I left that appointment practically skipping. I felt I had passed a test, or resisted a strong temptation. Not because we decided against the surgery but because I knew we had reached the best decision for Owen, given everything we knew and all we had experienced, in spite of the forces moving us in a different direction. […] With this one decision, I enjoyed a surprising new freedom. There was nothing left to hold out for, no more straws at which to grasp, no more hope for improvement, no more theories to explore, no further trials. Finally, Owen was just free to be. I have no doubt he felt just as much relief as I did (p. 139).
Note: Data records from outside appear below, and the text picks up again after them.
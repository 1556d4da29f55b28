//! Lifecycle events streamed to dashboards and log viewers.
//!
//! Events of one task carry a strictly increasing `seq`, and are delivered
//! to every output in that order.

use std::sync::{Arc, Mutex};

use chrono::{DateTime, Utc};
use serde::{Deserialize, Serialize};
use serde_json::Value;
use tokio::sync::{broadcast, mpsc};

use crate::agents::AgentKind;
use crate::task::{SubtaskId, TaskId};

#[derive(Debug, Clone, Copy, PartialEq, Eq, Hash, Serialize, Deserialize)]
#[serde(rename_all = "snake_case")]
pub enum EventKind {
    Start,
    Success,
    Error,
    Replanning,
}

/// One entry of a task's event stream.
#[derive(Debug, Clone, PartialEq, Serialize, Deserialize)]
pub struct LifecycleEvent {
    /// Position in the task's stream, starting at 0
    pub seq: u64,
    pub timestamp: DateTime<Utc>,
    pub agent: AgentKind,
    pub task_id: TaskId,
    pub subtask_id: Option<SubtaskId>,
    pub kind: EventKind,
    pub message: String,
    #[serde(default)]
    pub detail: Value,
}

/// Per-task event emitter.
///
/// Cloning shares the sequence counter, so clones handed to different
/// stages still produce one ordered stream.
#[derive(Debug, Clone)]
pub struct EventSink {
    task_id: TaskId,
    seq: Arc<Mutex<u64>>,
    stream: Option<mpsc::UnboundedSender<LifecycleEvent>>,
    bus: Option<broadcast::Sender<LifecycleEvent>>,
}

impl EventSink {
    /// Sink that only logs.
    pub fn new(task_id: TaskId) -> Self {
        Self {
            task_id,
            seq: Arc::new(Mutex::new(0)),
            stream: None,
            bus: None,
        }
    }

    /// Also deliver events to a dedicated per-task stream.
    pub fn with_stream(mut self, tx: mpsc::UnboundedSender<LifecycleEvent>) -> Self {
        self.stream = Some(tx);
        self
    }

    /// Also publish events on a shared bus (e.g. for dashboards).
    pub fn with_bus(mut self, bus: broadcast::Sender<LifecycleEvent>) -> Self {
        self.bus = Some(bus);
        self
    }

    pub fn task_id(&self) -> TaskId {
        self.task_id
    }

    /// Emit an event.
    ///
    /// Delivery is best-effort: a dropped receiver never fails the task.
    pub fn emit(
        &self,
        agent: AgentKind,
        kind: EventKind,
        subtask_id: Option<SubtaskId>,
        message: impl Into<String>,
        detail: Value,
    ) {
        // Sequence assignment and delivery happen under one lock so that
        // receivers observe events in seq order.
        let mut seq = self.seq.lock().unwrap_or_else(|e| e.into_inner());
        let event = LifecycleEvent {
            seq: *seq,
            timestamp: Utc::now(),
            agent,
            task_id: self.task_id,
            subtask_id,
            kind,
            message: message.into(),
            detail,
        };
        *seq += 1;

        tracing::debug!(
            task_id = %event.task_id,
            agent = %event.agent,
            kind = ?event.kind,
            seq = event.seq,
            "{}",
            event.message
        );

        if let Some(ref bus) = self.bus {
            let _ = bus.send(event.clone());
        }
        if let Some(ref stream) = self.stream {
            let _ = stream.send(event);
        }
    }
}

#[cfg(test)]
mod tests {
    use super::*;
    use serde_json::json;

    #[test]
    fn test_clones_share_sequence() {
        let (tx, mut rx) = mpsc::unbounded_channel();
        let sink = EventSink::new(TaskId::new()).with_stream(tx);
        let other = sink.clone();

        sink.emit(AgentKind::Planner, EventKind::Start, None, "plan", Value::Null);
        other.emit(AgentKind::Executor, EventKind::Start, None, "exec", json!({"n": 1}));
        sink.emit(AgentKind::Executor, EventKind::Success, None, "done", Value::Null);

        let seqs: Vec<u64> = std::iter::from_fn(|| rx.try_recv().ok())
            .map(|e| e.seq)
            .collect();
        assert_eq!(seqs, vec![0, 1, 2]);
    }

    #[test]
    fn test_bus_and_stream_both_receive() {
        let (bus, mut bus_rx) = broadcast::channel(8);
        let (tx, mut rx) = mpsc::unbounded_channel();
        let task_id = TaskId::new();
        let sink = EventSink::new(task_id).with_bus(bus).with_stream(tx);

        sink.emit(AgentKind::Coordinator, EventKind::Replanning, None, "again", Value::Null);

        let a = bus_rx.try_recv().unwrap();
        let b = rx.try_recv().unwrap();
        assert_eq!(a, b);
        assert_eq!(a.task_id, task_id);
        assert_eq!(a.kind, EventKind::Replanning);
    }

    #[test]
    fn test_dropped_receivers_are_ignored() {
        let (tx, rx) = mpsc::unbounded_channel();
        drop(rx);
        let sink = EventSink::new(TaskId::new()).with_stream(tx);
        sink.emit(AgentKind::Verifier, EventKind::Error, None, "nobody listens", Value::Null);
    }
}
No Ordinary Boy, then, is the story of discovering  and experiencing individual freedom as the result of applying our critical faculties to the big questions we are challenged to answer in our lives. It is the story of a mother’s personal development and courage—not the ‘courage’ many people attribute to someone tasked with the Sisyphean task of caring for a severely disabled child (“I could never do what you do!”), but the courage to ask hard questions about every aspect of caring for such a child, and the courage to say no to following the typical trajectory, the path laid out by the institutions.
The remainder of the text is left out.